The genome database was constructed from genomes, from metagenomes and from single-cell genomes (SAGs) collected in 2014. First, all curated, newly binned genomes from metagenomes (985 in total) were combined with 222 previously published genomes9 and clustered based on 98% nucleotide identity. One representative of each genome cluster was chosen based on the highest completeness (single-copy genes) and lowest amount of contamination (multiple single-copy genes) following the formula: score = single-copy genes—2x multiple single-copy genes9,12. In cases of ties, the genome with the highest N50 was chosen. The resulting 503 archaea and bacteria were then compared against draft-quality SAGs (at least 70% complete) using 98% nucleotide identity. Two draft-quality SAGs were not covered by the genomes from metagenomes and were thus added to the Crystal Geyser database that consists of 505 archaeal and bacterial species used for downstream analyses. A schematic overview of the procedure is presented in Supplementary Fig. 2.

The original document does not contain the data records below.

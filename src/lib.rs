#![deny(unsafe_code)]
#![warn(missing_docs, missing_debug_implementations)]
//! A requests-style HTTP session layer.
//!
//! `requests-kit` sits between application code and whatever actually moves
//! bytes over the network. It builds requests from simple option lists, runs
//! them through ordered interceptor chains, keeps cookies between calls and
//! decodes responses, while the wire exchange itself is delegated to a
//! [`Transport`] you supply.
//!
//! # Overview
//!
//! - [`Client`] - a session: transport, [`SessionOptions`], cookie jar and
//!   two [`InterceptorChain`]s
//! - [`Request`] / [`RequestOption`] - request construction
//! - [`Response`] - memoized body reading, JSON/XML decoding,
//!   content-type driven [`decode`](Response::decode)
//! - [`Value`] / [`find`] / [`find_as`] - path lookup into decoded trees
//! - [`Body`] - in-memory, reader or stream bodies
//! - [`multipart`] - `multipart/form-data` request bodies and response parsing
//! - [`Error`] - one error type carrying an HTTP status code
//!
//! # Optional Features
//!
//! - `cookie` - cookie jar and `RequestOption::Cookies` (enabled by default)
//! - `xml` - XML decoding via `quick-xml`
//! - `fs` - file bodies with MIME type detection
//!
//! # Example
//!
//! ```rust
//! use requests_kit::{path, Client, Request, Response, StatusCode, Transport};
//! use std::convert::Infallible;
//!
//! struct Fixture;
//!
//! impl Transport for Fixture {
//!     type Error = Infallible;
//!
//!     async fn send(&self, _request: &mut Request) -> Result<Response, Infallible> {
//!         Ok(Response::new(StatusCode::OK, r#"{"abc": [123, 456, 789]}"#))
//!     }
//! }
//!
//! # async fn example() -> requests_kit::Result<()> {
//! let client = Client::new(Fixture);
//! let mut response = client.get("https://api.example.com/numbers", []).await?;
//!
//! let tree = response.tree().await?;
//! assert_eq!(tree.find_as::<i64>(&path!["abc", 2]), Some(789));
//! # Ok(())
//! # }
//! ```

pub mod error;
pub use error::{Error, HttpError, Result, ResultExt};
#[doc(hidden)]
pub use error::__private as __error_private;

mod body;
pub use body::Body;
pub use body::BodyFrozen;
pub use body::Error as BodyError;

mod value;
pub use value::{Dict, List, Number, Value};

pub mod lookup;
pub use lookup::{find, find_as, FromValue, PathStep};

pub mod interceptor;
#[doc(inline)]
pub use interceptor::{Interceptor, InterceptorChain, InterceptorId, RequestChain, ResponseChain};

pub mod multipart;
pub use multipart::MultipartError;

mod request;
pub use request::{Request, RequestError, RequestOption};

mod response;
pub use response::{DecodeError, Response};

pub mod transport;
#[doc(inline)]
pub use transport::{AnyTransport, Transport};

mod config;
pub use config::SessionOptions;

mod client;
pub use client::Client;

#[cfg(feature = "cookie")]
pub use cookie;

pub use http::{header, Extensions, HeaderMap, HeaderValue, Method, StatusCode, Uri, Version};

Comparison of genomes from metagenomes to SAGs

Whole-genome alignment of genomes from metagenomes9 was performed at 98% nucleotide identity. If a SAG shared more than 30% of its genomic content with a genome from a metagenome (which were at least 70% complete), the SAG was considered to be represented by the genome from the metagenome (Supplementary Fig. 4).

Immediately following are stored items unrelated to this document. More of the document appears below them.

use cookie::{time::OffsetDateTime, Cookie};
use http::{header, Uri};
use parking_lot::Mutex;

use crate::{Request, RequestError, Response};

/// In-memory cookie store shared by every request of one client.
///
/// Cookies are identified by name, domain and path; storing a cookie with the
/// same identity replaces the old one.
#[derive(Debug, Default)]
pub(crate) struct CookieJar {
    cookies: Mutex<Vec<Stored>>,
}

#[derive(Debug, Clone)]
struct Stored {
    cookie: Cookie<'static>,
    // set when the cookie named no `Domain`; it then matches its origin host only
    host_only: bool,
}

impl CookieJar {
    pub(crate) fn new() -> Self {
        Self::default()
    }

    pub(crate) fn snapshot(&self) -> Vec<Cookie<'static>> {
        self.cookies
            .lock()
            .iter()
            .map(|stored| stored.cookie.clone())
            .collect()
    }

    /// Adds every stored cookie that applies to `request` to its `Cookie` header.
    pub(crate) fn attach(&self, request: &mut Request) -> Result<(), RequestError> {
        let Some(host) = request.uri().host().map(str::to_ascii_lowercase) else {
            return Ok(());
        };
        let secure = request.uri().scheme_str() == Some("https");
        let now = OffsetDateTime::now_utc();
        let matching: Vec<_> = {
            let mut cookies = self.cookies.lock();
            cookies.retain(|stored| !stored.expired_at(now));
            cookies
                .iter()
                .filter(|stored| stored.applies(&host, request.uri().path(), secure))
                .map(|stored| stored.cookie.clone())
                .collect()
        };

        for cookie in &matching {
            request.add_cookie(cookie)?;
        }
        Ok(())
    }

    /// Records the `Set-Cookie` headers of `response`, received for `uri`.
    pub(crate) fn store(&self, uri: &Uri, response: &Response) {
        let Some(host) = uri.host().map(str::to_ascii_lowercase) else {
            return;
        };
        for value in response.get_headers(header::SET_COOKIE) {
            let parsed = value
                .to_str()
                .ok()
                .and_then(|raw| Cookie::parse(raw.to_owned()).ok());
            let Some(mut cookie) = parsed else {
                tracing::debug!(?value, "ignoring malformed Set-Cookie header");
                continue;
            };

            let domain = cookie
                .domain()
                .map(|domain| domain.trim_start_matches('.').to_ascii_lowercase())
                .filter(|domain| !domain.is_empty());
            if let Some(domain) = &domain {
                if !domain_matches(&host, domain) {
                    tracing::debug!(%host, %domain, "ignoring cookie set for a foreign domain");
                    continue;
                }
            }
            let host_only = domain.is_none();
            cookie.set_domain(domain.unwrap_or_else(|| host.clone()));
            if !cookie.path().is_some_and(|path| path.starts_with('/')) {
                cookie.set_path(default_path(uri.path()));
            }
            self.insert(Stored { cookie, host_only });
        }
    }

    fn insert(&self, new: Stored) {
        let expired = new.expired_at(OffsetDateTime::now_utc());

        let mut cookies = self.cookies.lock();
        cookies.retain(|stored| !stored.same_identity(&new.cookie));
        if expired {
            tracing::trace!(name = new.cookie.name(), "removed expired cookie");
        } else {
            cookies.push(new);
        }
    }
}

impl Stored {
    fn same_identity(&self, other: &Cookie<'_>) -> bool {
        let cookie = &self.cookie;
        cookie.name() == other.name() && cookie.domain() == other.domain() && cookie.path() == other.path()
    }

    /// `Max-Age` takes precedence over `Expires`.
    fn expired_at(&self, now: OffsetDateTime) -> bool {
        match self.cookie.max_age() {
            Some(age) => age.is_zero() || age.is_negative(),
            None => self
                .cookie
                .expires_datetime()
                .is_some_and(|expires| expires <= now),
        }
    }

    fn applies(&self, host: &str, path: &str, secure: bool) -> bool {
        let domain = self.cookie.domain().unwrap_or_default();
        let domain_ok = if self.host_only {
            host == domain
        } else {
            domain_matches(host, domain)
        };
        let path_ok = path_matches(path, self.cookie.path().unwrap_or("/"));
        let secure_ok = secure || !self.cookie.secure().unwrap_or(false);
        domain_ok && path_ok && secure_ok
    }
}

/// `host` is `domain` or one of its subdomains.
fn domain_matches(host: &str, domain: &str) -> bool {
    host == domain
        || host
            .strip_suffix(domain)
            .is_some_and(|prefix| prefix.ends_with('.'))
}

/// RFC 6265 path-match: a prefix that ends at a `/` boundary.
fn path_matches(request_path: &str, cookie_path: &str) -> bool {
    match request_path.strip_prefix(cookie_path) {
        Some(rest) => cookie_path.ends_with('/') || rest.is_empty() || rest.starts_with('/'),
        None => false,
    }
}

/// Directory of the request path, used when `Set-Cookie` names no path.
fn default_path(path: &str) -> String {
    match path.rfind('/') {
        Some(0) | None => "/".to_owned(),
        Some(end) => path[..end].to_owned(),
    }
}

Phylogeny of bacteria and archaea

Phylogenetic placements of the 505 archaea and bacteria in the Crystal Geyser database were determined from a tree computed from 16 ribosomal proteins14 and included 3,609 sequences (including reference sets from previous studies12,14). Bacterial ribosomal proteins were extracted using usearch41 against a public database9 (https://github.com/AJProbst/sngl_cp_gn), while archaeal ribosomal proteins were first selected by searching against Hidden Markov Models (HMMs)42 built from a previous dataset14 (to exclude A/E type) and then annotated against UniRef43. Individually aligned protein sequences44 were end trimmed and gaps (<5% coverage) were removed before concatenation of protein sequences. Only sequences of genomes that spanned at least 50% of the alignment were included in the phylogenetic analysis; others were classified using ribosomal protein S3 or 16S rRNA gene sequences. Trees were computed as described earlier14. Taxa from Probst et al., 2016 that were redefined in their taxonomy are listed in Supplementary Table 2.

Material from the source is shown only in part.